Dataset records
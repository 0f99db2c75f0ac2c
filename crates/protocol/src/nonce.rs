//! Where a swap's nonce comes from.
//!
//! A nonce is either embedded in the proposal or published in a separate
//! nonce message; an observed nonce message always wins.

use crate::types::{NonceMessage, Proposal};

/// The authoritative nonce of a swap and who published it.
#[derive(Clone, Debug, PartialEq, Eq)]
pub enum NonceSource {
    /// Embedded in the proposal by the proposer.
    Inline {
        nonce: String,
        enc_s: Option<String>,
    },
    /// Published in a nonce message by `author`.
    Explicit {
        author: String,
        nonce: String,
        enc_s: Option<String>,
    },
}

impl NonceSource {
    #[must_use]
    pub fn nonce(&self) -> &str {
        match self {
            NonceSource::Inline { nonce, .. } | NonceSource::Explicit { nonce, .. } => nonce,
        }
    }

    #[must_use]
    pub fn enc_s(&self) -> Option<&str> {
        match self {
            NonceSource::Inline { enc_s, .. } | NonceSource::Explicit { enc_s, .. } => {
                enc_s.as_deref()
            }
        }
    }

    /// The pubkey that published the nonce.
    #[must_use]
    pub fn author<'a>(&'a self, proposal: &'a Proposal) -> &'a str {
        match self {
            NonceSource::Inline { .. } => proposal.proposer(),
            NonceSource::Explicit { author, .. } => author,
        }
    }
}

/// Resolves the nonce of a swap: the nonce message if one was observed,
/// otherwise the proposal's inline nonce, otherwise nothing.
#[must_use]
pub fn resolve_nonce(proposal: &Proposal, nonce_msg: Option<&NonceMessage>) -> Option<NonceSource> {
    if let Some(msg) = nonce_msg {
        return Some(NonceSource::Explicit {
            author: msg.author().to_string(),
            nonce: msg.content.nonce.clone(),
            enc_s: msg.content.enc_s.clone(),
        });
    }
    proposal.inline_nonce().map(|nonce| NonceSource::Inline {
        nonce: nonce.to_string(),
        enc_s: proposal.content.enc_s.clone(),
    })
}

==

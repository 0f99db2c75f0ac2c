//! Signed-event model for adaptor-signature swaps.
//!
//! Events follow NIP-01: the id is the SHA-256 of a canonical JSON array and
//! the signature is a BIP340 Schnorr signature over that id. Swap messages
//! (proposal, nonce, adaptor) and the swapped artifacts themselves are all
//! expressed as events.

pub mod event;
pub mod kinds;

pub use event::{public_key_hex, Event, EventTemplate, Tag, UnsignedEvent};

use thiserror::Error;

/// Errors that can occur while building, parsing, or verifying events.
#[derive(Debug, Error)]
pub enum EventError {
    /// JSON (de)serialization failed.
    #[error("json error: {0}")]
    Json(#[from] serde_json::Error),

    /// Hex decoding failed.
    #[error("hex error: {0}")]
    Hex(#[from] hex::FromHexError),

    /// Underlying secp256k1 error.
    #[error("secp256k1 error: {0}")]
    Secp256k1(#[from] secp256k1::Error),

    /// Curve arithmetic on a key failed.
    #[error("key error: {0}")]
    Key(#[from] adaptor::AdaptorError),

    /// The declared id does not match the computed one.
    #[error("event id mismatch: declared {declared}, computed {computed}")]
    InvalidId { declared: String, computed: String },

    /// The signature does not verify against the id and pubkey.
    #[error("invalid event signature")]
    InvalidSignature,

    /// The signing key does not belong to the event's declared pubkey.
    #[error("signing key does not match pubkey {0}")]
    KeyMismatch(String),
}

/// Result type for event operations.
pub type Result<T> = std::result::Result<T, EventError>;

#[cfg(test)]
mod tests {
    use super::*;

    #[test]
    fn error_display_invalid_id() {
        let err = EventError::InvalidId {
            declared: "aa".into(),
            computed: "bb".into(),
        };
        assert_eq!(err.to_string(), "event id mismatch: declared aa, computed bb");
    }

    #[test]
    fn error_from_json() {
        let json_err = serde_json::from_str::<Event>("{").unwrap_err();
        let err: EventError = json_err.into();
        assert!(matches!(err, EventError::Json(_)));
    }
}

---

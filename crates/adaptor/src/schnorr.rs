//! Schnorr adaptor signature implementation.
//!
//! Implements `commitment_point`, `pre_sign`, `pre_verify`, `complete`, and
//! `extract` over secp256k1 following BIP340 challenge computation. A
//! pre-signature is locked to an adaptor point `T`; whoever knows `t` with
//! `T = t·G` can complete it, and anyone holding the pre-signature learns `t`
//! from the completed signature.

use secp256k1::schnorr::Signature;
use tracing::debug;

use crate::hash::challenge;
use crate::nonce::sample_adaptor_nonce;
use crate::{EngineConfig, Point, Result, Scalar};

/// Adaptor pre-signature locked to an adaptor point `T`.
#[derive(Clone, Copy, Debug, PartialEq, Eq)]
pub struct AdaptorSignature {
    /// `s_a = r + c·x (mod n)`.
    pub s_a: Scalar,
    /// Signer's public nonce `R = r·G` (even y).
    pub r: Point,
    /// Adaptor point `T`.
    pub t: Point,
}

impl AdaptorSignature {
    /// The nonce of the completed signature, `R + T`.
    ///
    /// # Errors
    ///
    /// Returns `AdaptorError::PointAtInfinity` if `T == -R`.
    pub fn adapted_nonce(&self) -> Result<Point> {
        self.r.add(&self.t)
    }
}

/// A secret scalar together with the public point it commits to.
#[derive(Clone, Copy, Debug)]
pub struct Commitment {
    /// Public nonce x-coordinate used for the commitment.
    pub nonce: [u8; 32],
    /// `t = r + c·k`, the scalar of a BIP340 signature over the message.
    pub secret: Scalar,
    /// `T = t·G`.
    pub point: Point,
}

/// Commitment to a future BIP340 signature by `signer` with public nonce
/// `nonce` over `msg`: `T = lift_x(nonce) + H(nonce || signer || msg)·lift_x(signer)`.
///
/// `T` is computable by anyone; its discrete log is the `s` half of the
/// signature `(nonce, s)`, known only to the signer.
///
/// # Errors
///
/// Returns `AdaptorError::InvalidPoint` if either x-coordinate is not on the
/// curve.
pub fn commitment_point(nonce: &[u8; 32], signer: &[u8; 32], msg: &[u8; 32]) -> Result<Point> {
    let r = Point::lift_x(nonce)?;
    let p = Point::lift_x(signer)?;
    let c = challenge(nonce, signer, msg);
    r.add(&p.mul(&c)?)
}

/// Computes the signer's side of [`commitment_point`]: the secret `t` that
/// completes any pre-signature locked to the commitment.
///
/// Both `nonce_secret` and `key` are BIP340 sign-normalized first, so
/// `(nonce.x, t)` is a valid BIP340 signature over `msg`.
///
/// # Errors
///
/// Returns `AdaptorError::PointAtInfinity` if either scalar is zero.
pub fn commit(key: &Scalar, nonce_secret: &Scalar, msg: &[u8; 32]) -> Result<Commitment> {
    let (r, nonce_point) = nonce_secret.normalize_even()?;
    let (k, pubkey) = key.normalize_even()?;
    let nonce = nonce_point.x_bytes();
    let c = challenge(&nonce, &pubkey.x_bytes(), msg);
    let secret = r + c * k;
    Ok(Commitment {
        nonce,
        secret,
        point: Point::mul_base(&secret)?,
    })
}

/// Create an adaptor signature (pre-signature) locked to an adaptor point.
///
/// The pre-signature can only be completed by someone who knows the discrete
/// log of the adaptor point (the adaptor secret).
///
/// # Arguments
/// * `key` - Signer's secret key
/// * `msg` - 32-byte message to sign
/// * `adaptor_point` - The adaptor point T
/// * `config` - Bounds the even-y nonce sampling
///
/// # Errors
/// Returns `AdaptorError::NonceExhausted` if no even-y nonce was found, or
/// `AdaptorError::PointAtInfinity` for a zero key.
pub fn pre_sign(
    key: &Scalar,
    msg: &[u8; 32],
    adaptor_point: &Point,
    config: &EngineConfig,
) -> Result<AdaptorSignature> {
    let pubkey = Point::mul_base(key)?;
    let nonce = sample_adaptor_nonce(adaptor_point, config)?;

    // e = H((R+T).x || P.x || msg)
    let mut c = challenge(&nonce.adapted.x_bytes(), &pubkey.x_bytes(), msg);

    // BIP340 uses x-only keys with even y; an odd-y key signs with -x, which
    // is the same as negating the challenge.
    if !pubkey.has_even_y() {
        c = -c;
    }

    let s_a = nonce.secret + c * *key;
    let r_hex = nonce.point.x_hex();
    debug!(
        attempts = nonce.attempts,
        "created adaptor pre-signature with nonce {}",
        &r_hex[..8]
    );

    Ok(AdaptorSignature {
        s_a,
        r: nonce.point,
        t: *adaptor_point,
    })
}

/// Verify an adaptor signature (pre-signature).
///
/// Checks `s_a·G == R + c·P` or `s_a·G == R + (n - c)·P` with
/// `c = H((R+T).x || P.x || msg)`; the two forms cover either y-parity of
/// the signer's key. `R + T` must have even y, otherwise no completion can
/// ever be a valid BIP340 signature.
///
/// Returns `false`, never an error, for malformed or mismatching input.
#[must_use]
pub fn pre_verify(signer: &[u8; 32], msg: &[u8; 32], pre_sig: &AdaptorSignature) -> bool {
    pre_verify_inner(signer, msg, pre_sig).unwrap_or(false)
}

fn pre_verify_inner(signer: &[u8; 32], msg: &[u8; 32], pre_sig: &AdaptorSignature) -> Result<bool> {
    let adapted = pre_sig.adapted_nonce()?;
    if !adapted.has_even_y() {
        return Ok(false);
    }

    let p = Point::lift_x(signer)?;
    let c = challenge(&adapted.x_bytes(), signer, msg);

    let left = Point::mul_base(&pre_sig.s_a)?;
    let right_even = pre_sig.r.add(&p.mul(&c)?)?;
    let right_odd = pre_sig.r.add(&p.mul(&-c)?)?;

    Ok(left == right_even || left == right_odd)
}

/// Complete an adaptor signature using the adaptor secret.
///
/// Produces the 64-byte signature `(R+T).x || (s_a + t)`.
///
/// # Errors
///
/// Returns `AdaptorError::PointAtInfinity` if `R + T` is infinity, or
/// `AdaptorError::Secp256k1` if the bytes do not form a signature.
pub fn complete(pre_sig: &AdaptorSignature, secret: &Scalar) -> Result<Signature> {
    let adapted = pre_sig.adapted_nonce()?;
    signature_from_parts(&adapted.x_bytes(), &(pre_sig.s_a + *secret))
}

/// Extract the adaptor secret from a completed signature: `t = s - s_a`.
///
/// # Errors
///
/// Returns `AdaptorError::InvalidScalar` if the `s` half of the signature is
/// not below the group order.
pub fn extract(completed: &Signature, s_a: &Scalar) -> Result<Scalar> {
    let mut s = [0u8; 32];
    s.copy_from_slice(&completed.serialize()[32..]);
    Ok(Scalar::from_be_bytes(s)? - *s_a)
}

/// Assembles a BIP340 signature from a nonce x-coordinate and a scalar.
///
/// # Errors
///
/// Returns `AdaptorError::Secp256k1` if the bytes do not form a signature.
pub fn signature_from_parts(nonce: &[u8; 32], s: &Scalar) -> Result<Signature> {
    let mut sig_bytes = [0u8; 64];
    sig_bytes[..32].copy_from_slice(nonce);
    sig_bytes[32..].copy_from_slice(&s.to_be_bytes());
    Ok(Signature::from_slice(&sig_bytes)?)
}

_Aim of the task_
Among the records, find the lines that contain "locked" and copy each of them.

_Written response_
//! pre-signature is locked to an adaptor point `T`; whoever knows `t` with
/// Adaptor pre-signature locked to an adaptor point `T`.
/// completes any pre-signature locked to the commitment.
/// Create an adaptor signature (pre-signature) locked to an adaptor point.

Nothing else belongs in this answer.